*** Block opens ***

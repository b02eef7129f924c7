//! Error types for the synthesis engine

use thiserror::Error;

/// Errors that can occur while fitting, emitting or persisting a model
#[derive(Error, Debug)]
pub enum SynthError {
    /// A record value is neither a finite number nor null
    #[error("Invalid value for key `{key}`: {found}")]
    InvalidValueKind { key: String, found: String },

    /// Input and output sequences differ in length
    #[error("Training data length mismatch: {inputs} input records, {outputs} output records")]
    LengthMismatch { inputs: usize, outputs: usize },

    /// No training examples were supplied
    #[error("Training set is empty")]
    EmptyTrainingSet,

    /// Every depth up to the configured ceiling was infeasible
    #[error("No exact fit found up to depth {max_depth}")]
    NoExactFitFound { max_depth: usize },

    /// The solver failed for a reason other than infeasibility
    #[error("Solver failure: {0}")]
    Solver(String),

    /// A tree, assignment or loaded model does not match the expected layout
    #[error("Shape mismatch: {0}")]
    ShapeMismatch(String),

    /// Configuration rejected by validation
    #[error("Invalid configuration: {0}")]
    InvalidConfig(String),

    /// TOML configuration could not be parsed or written
    #[error("Configuration format error: {0}")]
    ConfigParse(String),

    /// I/O error
    #[error("I/O error: {0}")]
    Io(#[from] std::io::Error),

    /// Serialization error
    #[error("Serialization error: {0}")]
    Serialization(#[from] serde_json::Error),
}

/// Result type for synthesis operations
pub type Result<T> = std::result::Result<T, SynthError>;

*** Block closes ***

→ HOW TO COMPLETE THIS TASK
Write out the listing's lines exactly, from its first line through the line that contains "differ in length", and stop there.

→ EXERCISE RESPONSE
repository b02eef7129f924c7
//! Error types for the synthesis engine

use thiserror::Error;

/// Errors that can occur while fitting, emitting or persisting a model
#[derive(Error, Debug)]
pub enum SynthError {
    /// A record value is neither a finite number nor null
    #[error("Invalid value for key `{key}`: {found}")]
    InvalidValueKind { key: String, found: String },

    /// Input and output sequences differ in length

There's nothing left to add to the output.